A few more details, gathered from the notes before us, and the record of Sir Joshua’s and Mr. Stephenson’s friendship closes for ever. In them we see the latter at Tapton House, surrounded by his dogs, his horses, and his cows. His enjoyment of country life remained to the end, keen as in his boyhood. ” He was very proud of his vines, melons, and pine-apples,” says Sir Joshua, ” in the cultivation of which he would only admit Sir Joseph Paxton for rival.” Before this hale and vigorous old age many years seemed still to be stretching.

In January, 1848, Mr. Stephenson married for the third time. The marriage was contracted without Mr. Robert Stephenson’s knowledge, and it caused some ill-feeling between him and his father. Sir Joshua Walmsley became the mediator between the two. Letters before us, of a nature too delicate and private for publication, show the tact and zeal with which he pursued his self-imposed task.  No one understood better than he the strong affection that bound the father and son. Mr. Robert Stephenson has said that he never had but two loves in his life, his wife and his father; and this only son was the chief pride of the old man’s heart

Suddenly, on the 10th of August of this same year [1848], Stephenson died. A chest complaint carried him off at the age of sixty-eight, before any of the many sources of interest and enjoyment of life had begun to fail him. His son was with him— his faithful and tender nurse to the last during this illness.

Two days before the great engineer’s death came the news that the House of Lords had passed the bill for the railway from Ambergate to Manchester. Stephenson gave a feeble cheer at the tidings. He had long struggled to obtain the passing of this Act.

On Thursday, the 15th, Mr. Stephenson was buried in Trinity churchyard, Chesterfield. Mr. Robert Stephenson wrote to Sir Joshua : ” I am desirous that the funeral should be as private as possible, attended only by a few of his pupils, who like myself have been dependent upon him for our professional success. “ There was, therefore, no large gathering of mourners at the house, but the mayor and corporation of Chesterfield met the cortege on its way. A file of carriages and a train of three hundred persons followed the hearse, that was bearing to its last resting- place the body of one revered by all for the greatness of his services, and very dear to those who had known him intimately. ” He ought to be lying in Westminster Abbey, and not in a country churchyard, “ Sir Joshua often said.

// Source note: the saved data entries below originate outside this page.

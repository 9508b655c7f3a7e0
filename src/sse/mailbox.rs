use crate::sse::models::Message;
use tokio::sync::mpsc::{self, error::TrySendError};

/// Outcome of a non-blocking delivery attempt.
#[derive(Debug, Clone, Copy, PartialEq, Eq)]
pub(crate) enum Delivery {
    Accepted,
    /// Mailbox full; this copy is discarded.
    Full,
    /// The reading side is gone.
    Gone,
}

/// Creates a bounded mailbox. A capacity of zero behaves as a single-slot handoff.
pub(crate) fn mailbox(capacity: usize) -> (MailboxSender, Mailbox) {
    let (tx, rx) = mpsc::channel(capacity.max(1));
    (MailboxSender { tx }, Mailbox { rx })
}

/// Hub-side half. Dropping it closes the mailbox.
#[derive(Debug)]
pub(crate) struct MailboxSender {
    tx: mpsc::Sender<Message>,
}

impl MailboxSender {
    pub(crate) fn try_put(&self, message: Message) -> Delivery {
        match self.tx.try_send(message) {
            Ok(()) => Delivery::Accepted,
            Err(TrySendError::Full(_)) => Delivery::Full,
            Err(TrySendError::Closed(_)) => Delivery::Gone,
        }
    }
}

/// Reader half owned by one connection.
#[derive(Debug)]
pub struct Mailbox {
    rx: mpsc::Receiver<Message>,
}

impl Mailbox {
    /// Waits for the next message. `None` once the hub has closed this mailbox
    /// and everything already accepted has been taken.
    pub async fn take(&mut self) -> Option<Message> {
        self.rx.recv().await
    }
}

#[cfg(test)]
mod tests {
    use super::*;

    #[tokio::test]
    async fn rejects_when_full() {
        let (tx, mut rx) = mailbox(2);
        assert_eq!(tx.try_put(Message::new("a", "1")), Delivery::Accepted);
        assert_eq!(tx.try_put(Message::new("a", "2")), Delivery::Accepted);
        assert_eq!(tx.try_put(Message::new("a", "3")), Delivery::Full);

        assert_eq!(rx.take().await, Some(Message::new("a", "1")));
        assert_eq!(tx.try_put(Message::new("a", "4")), Delivery::Accepted);
        assert_eq!(rx.take().await, Some(Message::new("a", "2")));
        assert_eq!(rx.take().await, Some(Message::new("a", "4")));
    }

    #[tokio::test]
    async fn zero_capacity_holds_one_message() {
        let (tx, mut rx) = mailbox(0);
        assert_eq!(tx.try_put(Message::new("a", "1")), Delivery::Accepted);
        assert_eq!(tx.try_put(Message::new("a", "2")), Delivery::Full);
        assert_eq!(rx.take().await, Some(Message::new("a", "1")));
    }

    #[tokio::test]
    async fn drains_then_reports_closed() {
        let (tx, mut rx) = mailbox(4);
        tx.try_put(Message::new("a", "1"));
        drop(tx);

        assert_eq!(rx.take().await, Some(Message::new("a", "1")));
        assert_eq!(rx.take().await, None);
    }

    #[tokio::test]
    async fn reports_gone_reader() {
        let (tx, rx) = mailbox(4);
        drop(rx);
        assert_eq!(tx.try_put(Message::new("a", "1")), Delivery::Gone);
    }
}
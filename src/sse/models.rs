use axum::body::Bytes;
use serde::Serialize;
use std::fmt;
use std::sync::Arc;

/// Event name used by [`crate::sse::Hub::send`].
pub const DEFAULT_EVENT: &str = "message";

/// One broadcast event. Cloned into every mailbox; never mutated.
#[derive(Debug, Clone, PartialEq, Eq)]
pub struct Message {
    event: Arc<str>,
    payload: Bytes,
}

impl Message {
    pub fn new(event: impl Into<Arc<str>>, payload: impl Into<Bytes>) -> Self {
        Self {
            event: event.into(),
            payload: payload.into(),
        }
    }

    pub fn event(&self) -> &str {
        &self.event
    }

    pub fn payload(&self) -> &Bytes {
        &self.payload
    }
}

/// Opaque identity of one registered mailbox.
#[derive(Debug, Clone, Copy, PartialEq, Eq, Hash, PartialOrd, Ord)]
pub struct SubscriberHandle(u64);

impl SubscriberHandle {
    pub(crate) fn from_raw(id: u64) -> Self {
        Self(id)
    }
}

impl fmt::Display for SubscriberHandle {
    fn fmt(&self, f: &mut fmt::Formatter<'_>) -> fmt::Result {
        write!(f, "sub-{}", self.0)
    }
}

#[derive(Debug, Clone, Copy, Default, PartialEq, Eq, Serialize)]
pub struct HubStats {
    pub subscribers: usize,
    /// Copies accepted by a mailbox.
    pub delivered: u64,
    /// Copies discarded because the target mailbox was full.
    pub dropped: u64,
}
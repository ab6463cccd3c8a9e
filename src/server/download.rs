//! Result retrieval: stream the output artifact, then evict the job.

use std::pin::Pin;
use std::sync::Arc;
use std::task::{Context, Poll};

use axum::{
    body::Body,
    extract::{Path, State},
    http::{header, StatusCode},
    response::Response,
};
use bytes::Bytes;
use futures::Stream;
use tokio_util::io::ReaderStream;

use morphd_core::{Error, JobId};

use crate::jobs::{JobRegistry, JobStatus};
use crate::server::routes_api::error_response;
use crate::server::AppContext;

/// Stream a completed job's output. When the stream is dropped (normally:
/// fully sent), the job's artifacts are deleted and the record evicted, so
/// the id subsequently yields 404.
pub(super) async fn download_job(
    State(ctx): State<AppContext>,
    Path(id): Path<JobId>,
) -> Result<Response, (StatusCode, String)> {
    let job = ctx
        .registry
        .get(id)
        .ok_or_else(|| error_response(&Error::not_found(format!("job {id}"))))?;

    if job.status != JobStatus::Completed {
        return Err(error_response(&Error::invalid_state(format!(
            "job {id} is {}, not completed",
            job.status
        ))));
    }

    let output = job
        .output_paths
        .first()
        .cloned()
        .ok_or_else(|| error_response(&Error::internal("completed job has no output")))?;

    if job.output_paths.len() > 1 {
        // Multi-artifact jobs (split, page images) are collected from the
        // output directory; streaming one of several and deleting the rest
        // would lose data.
        return Err(error_response(&Error::invalid_state(format!(
            "job {id} produced {} artifacts; fetch them from the output directory",
            job.output_paths.len()
        ))));
    }

    let file = tokio::fs::File::open(&output).await.map_err(|e| {
        error_response(&Error::internal(format!(
            "failed to open {}: {e}",
            output.display()
        )))
    })?;

    let file_name = output
        .file_name()
        .map(|n| n.to_string_lossy().to_string())
        .unwrap_or_else(|| "output".to_string());

    let stream = EvictingStream {
        inner: ReaderStream::new(file),
        registry: Arc::clone(&ctx.registry),
        id,
    };

    Response::builder()
        .status(StatusCode::OK)
        .header(header::CONTENT_TYPE, "application/octet-stream")
        .header(
            header::CONTENT_DISPOSITION,
            format!("attachment; filename=\"{file_name}\""),
        )
        .body(Body::from_stream(stream))
        .map_err(|e| error_response(&Error::internal(format!("response build failed: {e}"))))
}

/// File stream that finalizes and evicts the job once dropped.
struct EvictingStream {
    inner: ReaderStream<tokio::fs::File>,
    registry: Arc<JobRegistry>,
    id: JobId,
}

impl Stream for EvictingStream {
    type Item = std::io::Result<Bytes>;

    fn poll_next(mut self: Pin<&mut Self>, cx: &mut Context<'_>) -> Poll<Option<Self::Item>> {
        Pin::new(&mut self.inner).poll_next(cx)
    }
}

impl Drop for EvictingStream {
    fn drop(&mut self) {
        if let Err(e) = self.registry.finalize_and_evict(self.id) {
            tracing::debug!("Post-download eviction of {}: {}", self.id, e);
        }
    }
}
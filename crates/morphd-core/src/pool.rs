//! Bounded worker pool: concurrency-limited parallel execution preserving
//! input order.
//!
//! Used for batch job fan-out and per-page rasterization. The window is
//! sliding: as each worker finishes, the next queued item starts
//! immediately, rather than running in batched rounds.

use std::sync::atomic::{AtomicBool, Ordering};
use std::sync::Arc;

use futures::stream::{FuturesUnordered, StreamExt};
use tokio::sync::Semaphore;

use crate::error::{Error, Result};

/// Outcome of a single pooled worker.
enum WorkerOutcome<T> {
    Done(T),
    /// The worker was never started because an earlier worker had already
    /// failed by the time a slot opened up.
    Skipped,
}

/// Run `worker` over `items` with at most `limit` invocations in flight.
///
/// Results are returned in input order regardless of completion order. The
/// pool fails fast: the first worker error fails the whole call. Workers
/// already in flight at that point are not interrupted; they run to
/// completion on detached tasks and their results are discarded. Workers
/// that have not yet started are skipped.
///
/// A `limit` of 0 is treated as 1.
pub async fn run_bounded<I, T, F, Fut>(items: Vec<I>, limit: usize, worker: F) -> Result<Vec<T>>
where
    I: Send + 'static,
    T: Send + 'static,
    F: Fn(I) -> Fut + Send + Sync + 'static,
    Fut: std::future::Future<Output = Result<T>> + Send + 'static,
{
    let total = items.len();
    if total == 0 {
        return Ok(Vec::new());
    }

    let limit = limit.max(1);
    let semaphore = Arc::new(Semaphore::new(limit));
    let failed = Arc::new(AtomicBool::new(false));
    let worker = Arc::new(worker);

    let mut handles = Vec::with_capacity(total);
    for item in items {
        let semaphore = Arc::clone(&semaphore);
        let failed = Arc::clone(&failed);
        let worker = Arc::clone(&worker);

        handles.push(tokio::spawn(async move {
            let _permit = semaphore
                .acquire_owned()
                .await
                .expect("pool semaphore closed");

            if failed.load(Ordering::SeqCst) {
                return Ok(WorkerOutcome::Skipped);
            }

            let result = worker(item).await;
            if result.is_err() {
                failed.store(true, Ordering::SeqCst);
            }
            result.map(WorkerOutcome::Done)
        }));
    }

    // Join handles as they finish so the first failure surfaces without
    // waiting for slower siblings. Detached tasks keep running after an
    // early return; only their results are lost.
    let mut pending = FuturesUnordered::new();
    for (index, handle) in handles.into_iter().enumerate() {
        pending.push(async move { (index, handle.await) });
    }

    let mut results: Vec<Option<T>> = (0..total).map(|_| None).collect();
    while let Some((index, joined)) = pending.next().await {
        match joined {
            Ok(Ok(WorkerOutcome::Done(value))) => results[index] = Some(value),
            // A skipped slot implies some worker failed; its error is still
            // in flight and will end the loop when it arrives.
            Ok(Ok(WorkerOutcome::Skipped)) => {}
            Ok(Err(e)) => return Err(e),
            Err(e) => return Err(Error::internal(format!("pool worker panicked: {e}"))),
        }
    }

    results
        .into_iter()
        .map(|slot| slot.ok_or_else(|| Error::internal("pool worker produced no result")))
        .collect()
}

#[cfg(test)]
mod tests {
    use super::*;
    use std::sync::atomic::AtomicUsize;
    use std::time::Duration;

    #[tokio::test]
    async fn results_preserve_input_order() {
        // Later items finish first; the result array must still line up
        // with the input array.
        let results = run_bounded(vec![1u64, 2, 3, 4, 5], 5, |n| async move {
            tokio::time::sleep(Duration::from_millis(60 - n * 10)).await;
            Ok(n * 10)
        })
        .await
        .unwrap();

        assert_eq!(results, vec![10, 20, 30, 40, 50]);
    }

    #[tokio::test]
    async fn concurrency_never_exceeds_limit() {
        let current = Arc::new(AtomicUsize::new(0));
        let peak = Arc::new(AtomicUsize::new(0));

        let c = Arc::clone(&current);
        let p = Arc::clone(&peak);
        run_bounded(vec![(); 8], 2, move |_| {
            let current = Arc::clone(&c);
            let peak = Arc::clone(&p);
            async move {
                let now = current.fetch_add(1, Ordering::SeqCst) + 1;
                peak.fetch_max(now, Ordering::SeqCst);
                tokio::time::sleep(Duration::from_millis(20)).await;
                current.fetch_sub(1, Ordering::SeqCst);
                Ok(())
            }
        })
        .await
        .unwrap();

        assert!(peak.load(Ordering::SeqCst) <= 2, "limit exceeded");
        assert!(peak.load(Ordering::SeqCst) >= 2, "pool never ran concurrently");
    }

    #[tokio::test]
    async fn first_failure_fails_the_pool() {
        let result = run_bounded(vec![1, 2, 3, 4], 2, |n| async move {
            if n == 2 {
                Err(Error::engine("test", "boom"))
            } else {
                tokio::time::sleep(Duration::from_millis(5)).await;
                Ok(n)
            }
        })
        .await;

        let err = result.unwrap_err();
        assert!(matches!(err, Error::Engine { .. }), "unexpected: {err}");
    }

    #[tokio::test]
    async fn unstarted_workers_are_skipped_after_failure() {
        let started = Arc::new(AtomicUsize::new(0));

        let s = Arc::clone(&started);
        let result = run_bounded((0..32).collect(), 1, move |n: i32| {
            let started = Arc::clone(&s);
            async move {
                started.fetch_add(1, Ordering::SeqCst);
                if n == 0 {
                    Err(Error::engine("test", "early failure"))
                } else {
                    Ok(n)
                }
            }
        })
        .await;

        assert!(result.is_err());
        // With limit 1, the failing first worker should prevent most of the
        // remaining 31 from ever starting.
        assert!(started.load(Ordering::SeqCst) < 32);
    }

    #[tokio::test]
    async fn empty_input_yields_empty_output() {
        let results: Vec<i32> = run_bounded(Vec::<i32>::new(), 4, |n| async move { Ok(n) })
            .await
            .unwrap();
        assert!(results.is_empty());
    }

    #[tokio::test]
    async fn zero_limit_is_clamped() {
        let results = run_bounded(vec![7], 0, |n| async move { Ok(n) })
            .await
            .unwrap();
        assert_eq!(results, vec![7]);
    }
}
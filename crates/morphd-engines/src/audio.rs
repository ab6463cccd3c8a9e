//! Audio conversion via ffmpeg.

use std::path::PathBuf;

use async_trait::async_trait;

use morphd_core::{Category, Error, Result};

use crate::capability::{Capability, ConversionOutcome, ConvertRequest};
use crate::command::ToolCommand;
use crate::tools;

const INPUTS: &[&str] = &[
    "mp3", "wav", "flac", "ogg", "oga", "aac", "m4a", "wma", "opus", "aiff",
];
const OUTPUTS: &[&str] = &["mp3", "wav", "flac", "ogg", "aac", "m4a", "opus"];

/// Transcodes audio files by delegating to ffmpeg.
pub struct AudioCapability {
    ffmpeg: Option<PathBuf>,
}

impl AudioCapability {
    pub fn new(ffmpeg: Option<PathBuf>) -> Self {
        Self { ffmpeg }
    }
}

#[async_trait]
impl Capability for AudioCapability {
    fn category(&self) -> Category {
        Category::Audio
    }

    fn supported_inputs(&self) -> &'static [&'static str] {
        INPUTS
    }

    fn supported_outputs(&self) -> &'static [&'static str] {
        OUTPUTS
    }

    async fn convert(&self, req: &ConvertRequest) -> Result<ConversionOutcome> {
        let ffmpeg = tools::get_tool_path("ffmpeg", self.ffmpeg.as_deref())?;
        let output = req.single_output_path();

        // ffmpeg gives no percentage without parsing its progress stream;
        // report a coarse start milestone and let completion imply 100.
        req.report_progress(10);

        let mut cmd = ToolCommand::new(ffmpeg);
        cmd.arg("-y").arg("-i").arg(req.input.display().to_string());
        if let Some(ref bitrate) = req.options.audio_bitrate {
            cmd.arg("-b:a").arg(bitrate);
        }
        cmd.arg(output.display().to_string());
        cmd.execute().await?;

        if !output.exists() {
            return Err(Error::engine(
                "ffmpeg",
                format!("expected output {} was not produced", output.display()),
            ));
        }

        Ok(ConversionOutcome::Single(output))
    }
}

Life of Sir Joshua Walmsley – Chapter XIV

CHAPTER XIV.  This chapter takes us from 1843 to about 1846, and follows Josh and Lord Palmerston’s defeat at the 1841 election in Liverpool. It is quite unlike the previous five  [political] chapters. It’s a tale of country life, and a picture of Josh as an agricultural pioneer. But it also throws in a series of major political figures as guests of Josh. It introduces Justus von Liebig(1803-1873), and James Muspratt as proof of Josh’s pioneering ways. Professor Liebig (1803-1873) was a German chemist who made major contributions to agricultural and biological chemistry, and was considered the founder of organic chemistry, and inventor of artificial fertiliser.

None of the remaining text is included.